I’m not an attorney, but have had experience similar to yours. Here are my thoughts… naturally this advice applies only after you’ve done all you can to negotiate out of court with your children’s mother.
You need to file a complaint for primary custody of the children, citing the information you provided previously. You will need to demonstrate that mom’s frequent relocation and interpersonal instability is detrimental to the children’s stability and emotional health. Sue for full custody, visitation for mom and child support.
You must be able to thoroughly establish with legally verifiable and admissible evidence 1) your strengths and superiority as a parent 2) mom’s weaknesses and inferiority as a parent 3) damage to your children’s emotional, mental or physical health as a result of mom’s instability - and how you can provide constancy, stability and appropriate ability to provide for the children’s needs. At the time you file your complaint you may wish to request a restraining order prohibiting mom from relocating the children again, pending further order of the court.
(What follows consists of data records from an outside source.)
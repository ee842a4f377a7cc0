//! Scene plumbing: the `Scene` trait, the collaborator seams the scenes
//! consume (keyboard snapshot, clock, audio), and the `Game` director that
//! owns the three scenes and mediates transitions between them.
//!
//! Scenes never call back into the director. A scene's `update` returns a
//! [`SceneRequest`] and the director applies it, which keeps the borrow
//! graph a straight line: driver -> director -> active scene.

use std::io::{self, Write};

use crate::config::WIDTH;
use crate::display;
use crate::entities::{Alien, Bullet, Cannon};
use crate::play::PlayScene;

// ── Collaborator seams ────────────────────────────────────────────────────────

/// Per-frame keyboard snapshot, built by the driver from whatever input
/// backend it uses. The core only ever sees these four booleans.
#[derive(Clone, Copy, Debug, Default)]
pub struct Input {
    pub left: bool,
    pub right: bool,
    pub fire: bool,
    pub start: bool,
}

/// Named audio cues. Fire-and-forget; the core never hears back.
#[derive(Clone, Copy, Debug, PartialEq, Eq)]
pub enum Cue {
    Shot,
    Explosion,
    Win,
    Loss,
}

/// Sink for audio cues. The driver supplies a real one; tests record.
pub trait AudioSink {
    fn play(&mut self, cue: Cue);
}

/// Presentation-agnostic color tag for the game-over message.
#[derive(Clone, Copy, Debug, PartialEq, Eq)]
pub enum MessageColor {
    Cyan,
    Red,
}

// ── Scene interface ───────────────────────────────────────────────────────────

#[derive(Clone, Copy, Debug, PartialEq, Eq)]
pub enum SceneId {
    Menu,
    Play,
    GameOver,
}

/// What a scene wants the director to do after this frame.
#[derive(Clone, Debug, PartialEq, Eq)]
pub enum SceneRequest {
    None,
    Change(SceneId),
    /// End the play session: hand the message to the game-over scene, then
    /// switch to it.
    GameOver {
        message: &'static str,
        color: MessageColor,
    },
}

pub trait Scene {
    /// Resets the scene's state. Called by the director on every entry.
    fn init(&mut self);

    /// Advances one frame. `now_ms` is a monotonic millisecond clock the
    /// driver reads once per frame.
    fn update(&mut self, input: &Input, now_ms: u64, audio: &mut dyn AudioSink) -> SceneRequest;

    /// Draws the scene onto `out`, scaled to a `(cols, rows)` terminal.
    fn draw<W: Write>(&self, out: &mut W, size: (u16, u16)) -> io::Result<()>;
}

// ── Menu scene ────────────────────────────────────────────────────────────────

/// Title screen. Shows one of each sprite and waits for the start key.
pub struct MenuScene {
    pub cannon: Cannon,
    pub bullet: Bullet,
    pub alien: Alien,
}

impl MenuScene {
    pub fn new() -> Self {
        MenuScene {
            cannon: Cannon::new(WIDTH / 2.0, 420.0),
            bullet: Bullet::new(WIDTH / 2.0, 360.0),
            alien: Alien::new(WIDTH / 2.0, 220.0),
        }
    }
}

impl Scene for MenuScene {
    fn init(&mut self) {}

    fn update(&mut self, input: &Input, _now_ms: u64, _audio: &mut dyn AudioSink) -> SceneRequest {
        if input.start {
            SceneRequest::Change(SceneId::Play)
        } else {
            SceneRequest::None
        }
    }

    fn draw<W: Write>(&self, out: &mut W, size: (u16, u16)) -> io::Result<()> {
        display::draw_menu(out, self, size)
    }
}

// ── Game-over scene ───────────────────────────────────────────────────────────

/// End screen. The message and its color arrive from the play scene via the
/// director pass-through before this scene becomes active.
pub struct GameOverScene {
    pub message: &'static str,
    pub color: MessageColor,
}

impl GameOverScene {
    pub fn new() -> Self {
        GameOverScene {
            message: "",
            color: MessageColor::Red,
        }
    }

    pub fn set_message(&mut self, message: &'static str, color: MessageColor) {
        self.message = message;
        self.color = color;
    }
}

impl Scene for GameOverScene {
    fn init(&mut self) {}

    fn update(&mut self, input: &Input, _now_ms: u64, _audio: &mut dyn AudioSink) -> SceneRequest {
        if input.start {
            SceneRequest::Change(SceneId::Play)
        } else {
            SceneRequest::None
        }
    }

    fn draw<W: Write>(&self, out: &mut W, size: (u16, u16)) -> io::Result<()> {
        display::draw_game_over(out, self, size)
    }
}

// ── Director ──────────────────────────────────────────────────────────────────

/// Owns the three scenes and the active-scene tag, and dispatches
/// update/draw to whichever is active. Constructed explicitly by the driver
/// and passed into the frame loop; there is no global instance.
pub struct Game {
    pub menu: MenuScene,
    pub play: PlayScene,
    pub game_over: GameOverScene,
    pub current: SceneId,
}

impl Game {
    pub fn new() -> Self {
        Game {
            menu: MenuScene::new(),
            play: PlayScene::new(),
            game_over: GameOverScene::new(),
            current: SceneId::Menu,
        }
    }

    pub fn update(&mut self, input: &Input, now_ms: u64, audio: &mut dyn AudioSink) {
        let request = match self.current {
            SceneId::Menu => self.menu.update(input, now_ms, audio),
            SceneId::Play => self.play.update(input, now_ms, audio),
            SceneId::GameOver => self.game_over.update(input, now_ms, audio),
        };
        match request {
            SceneRequest::None => {}
            SceneRequest::Change(id) => self.change_scene(id),
            SceneRequest::GameOver { message, color } => {
                self.set_game_over_message(message, color);
                self.change_scene(SceneId::GameOver);
            }
        }
    }

    pub fn draw<W: Write>(&self, out: &mut W, size: (u16, u16)) -> io::Result<()> {
        match self.current {
            SceneId::Menu => self.menu.draw(out, size),
            SceneId::Play => self.play.draw(out, size),
            SceneId::GameOver => self.game_over.draw(out, size),
        }
    }

    /// Re-initializes the target scene, then makes it active. Re-entering
    /// the play scene resets the whole session through its `init`.
    pub fn change_scene(&mut self, id: SceneId) {
        log::info!("scene change: {:?} -> {:?}", self.current, id);
        match id {
            SceneId::Menu => self.menu.init(),
            SceneId::Play => self.play.init(),
            SceneId::GameOver => self.game_over.init(),
        }
        self.current = id;
    }

    /// Pass-through so the play scene can hand off win/loss text without
    /// touching the game-over scene directly.
    pub fn set_game_over_message(&mut self, message: &'static str, color: MessageColor) {
        self.game_over.set_message(message, color);
    }
}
I’m curious… how are you doing a 50/50 split with her moving so frequently? Has she stayed in the same town/school district all this time?
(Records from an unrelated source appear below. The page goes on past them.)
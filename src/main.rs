use std::collections::HashMap;
use std::io::{self, stdout, BufWriter, Write};
use std::sync::mpsc;
use std::thread;
use std::time::{Duration, Instant};

use crossterm::{
    cursor,
    event::{
        self, Event, KeyCode, KeyEvent, KeyEventKind, KeyModifiers, KeyboardEnhancementFlags,
        PopKeyboardEnhancementFlags, PushKeyboardEnhancementFlags,
    },
    terminal, ExecutableCommand,
};

use invaders::scene::{AudioSink, Cue, Game, Input};

const FRAME: Duration = Duration::from_millis(33); // ≈30 FPS

/// A key is considered "held" if its last press/repeat event arrived within
/// this many frames. Covers terminals that don't emit key-release events:
/// the OS key-repeat rate is ≥ 15 Hz, so a window of 4 frames (≈133 ms) is
/// always refreshed before expiry.
const HOLD_WINDOW: u64 = 4;

/// Returns true if `key` was seen within the last `HOLD_WINDOW` frames.
fn is_held(key_frame: &HashMap<KeyCode, u64>, key: &KeyCode, frame: u64) -> bool {
    key_frame
        .get(key)
        .map(|&last| frame.saturating_sub(last) <= HOLD_WINDOW)
        .unwrap_or(false)
}

// ── Audio ─────────────────────────────────────────────────────────────────────

/// Maps cues onto the only sound a terminal has: the bell. The shot cue is
/// left silent; it can fire many times per second while space is held.
struct TerminalAudio;

impl AudioSink for TerminalAudio {
    fn play(&mut self, cue: Cue) {
        if cue == Cue::Shot {
            return;
        }
        let mut raw = io::stdout();
        let _ = raw.write_all(b"\x07");
        let _ = raw.flush();
    }
}

// ── Game loop ─────────────────────────────────────────────────────────────────

/// Input model: instead of acting on each key event individually, we keep a
/// `key_frame` map recording the frame number of the last press/repeat event
/// for every key. Each frame the keys still "fresh" (within `HOLD_WINDOW`)
/// are folded into the boolean `Input` snapshot the scenes consume, so
/// movement and fire keys can be held simultaneously.
fn run<W: Write>(out: &mut W, rx: &mpsc::Receiver<Event>) -> anyhow::Result<()> {
    let mut game = Game::new();
    let mut audio = TerminalAudio;

    // Maps each held key → the frame it was last seen (press or repeat).
    let mut key_frame: HashMap<KeyCode, u64> = HashMap::new();
    let mut frame: u64 = 0;
    let start = Instant::now();

    loop {
        let frame_start = Instant::now();
        frame += 1;

        // ── Drain all pending input events (non-blocking) ─────────────────────
        while let Ok(Event::Key(KeyEvent {
            code,
            kind,
            modifiers,
            ..
        })) = rx.try_recv()
        {
            match kind {
                KeyEventKind::Press => {
                    key_frame.insert(code, frame);
                    match code {
                        KeyCode::Char('q') | KeyCode::Char('Q') | KeyCode::Esc => {
                            return Ok(());
                        }
                        KeyCode::Char('c') if modifiers.contains(KeyModifiers::CONTROL) => {
                            return Ok(());
                        }
                        _ => {}
                    }
                }
                // Repeat: refresh timestamp so the key stays "held"
                KeyEventKind::Repeat => {
                    key_frame.insert(code, frame);
                }
                // Release: remove key immediately (keyboard-enhancement path)
                KeyEventKind::Release => {
                    key_frame.remove(&code);
                }
            }
        }

        let input = Input {
            left: is_held(&key_frame, &KeyCode::Left, frame)
                || is_held(&key_frame, &KeyCode::Char('a'), frame)
                || is_held(&key_frame, &KeyCode::Char('A'), frame),
            right: is_held(&key_frame, &KeyCode::Right, frame)
                || is_held(&key_frame, &KeyCode::Char('d'), frame)
                || is_held(&key_frame, &KeyCode::Char('D'), frame),
            fire: is_held(&key_frame, &KeyCode::Char(' '), frame),
            start: is_held(&key_frame, &KeyCode::Char('s'), frame)
                || is_held(&key_frame, &KeyCode::Char('S'), frame),
        };

        // Monotonic clock, read once per frame.
        let now_ms = start.elapsed().as_millis() as u64;
        game.update(&input, now_ms, &mut audio);
        game.draw(out, terminal::size()?)?;

        let elapsed = frame_start.elapsed();
        if elapsed < FRAME {
            thread::sleep(FRAME - elapsed);
        }
    }
}

// ── Entry point ───────────────────────────────────────────────────────────────

fn main() -> anyhow::Result<()> {
    env_logger::init();

    let raw_out = stdout();
    let mut out = BufWriter::new(raw_out);

    terminal::enable_raw_mode()?;
    out.execute(terminal::EnterAlternateScreen)?;
    out.execute(cursor::Hide)?;

    // Request key-release (and key-repeat) events from the terminal.
    // Kitty-protocol terminals support this; others fall back gracefully.
    let keyboard_enhanced = out
        .execute(PushKeyboardEnhancementFlags(
            KeyboardEnhancementFlags::REPORT_EVENT_TYPES,
        ))
        .is_ok();

    // Dedicate a thread exclusively to blocking event reads, sending them
    // through a channel so the game loop never has to block on I/O.
    let (tx, rx) = mpsc::channel::<Event>();
    thread::spawn(move || loop {
        match event::read() {
            Ok(ev) => {
                if tx.send(ev).is_err() {
                    break; // receiver dropped → program exiting
                }
            }
            Err(_) => break,
        }
    });

    let result = run(&mut out, &rx);

    // Always restore the terminal
    if keyboard_enhanced {
        let _ = out.execute(PopKeyboardEnhancementFlags);
    }
    let _ = out.execute(cursor::Show);
    let _ = out.execute(terminal::LeaveAlternateScreen);
    let _ = terminal::disable_raw_mode();

    result
}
Regardless - I cannot state with sufficient emphasis that custody litigation can be pure hell on everyone involved. If you get to a point where you absolutely must file for custody (which you very well may need to do), then take advantage of the mandatory mediation session to try to settle differences and come to an amicable agreement. Custody litigation can be very expensive and drawn out - to say nothing of the emotional havok that it inflicts on the parties involved.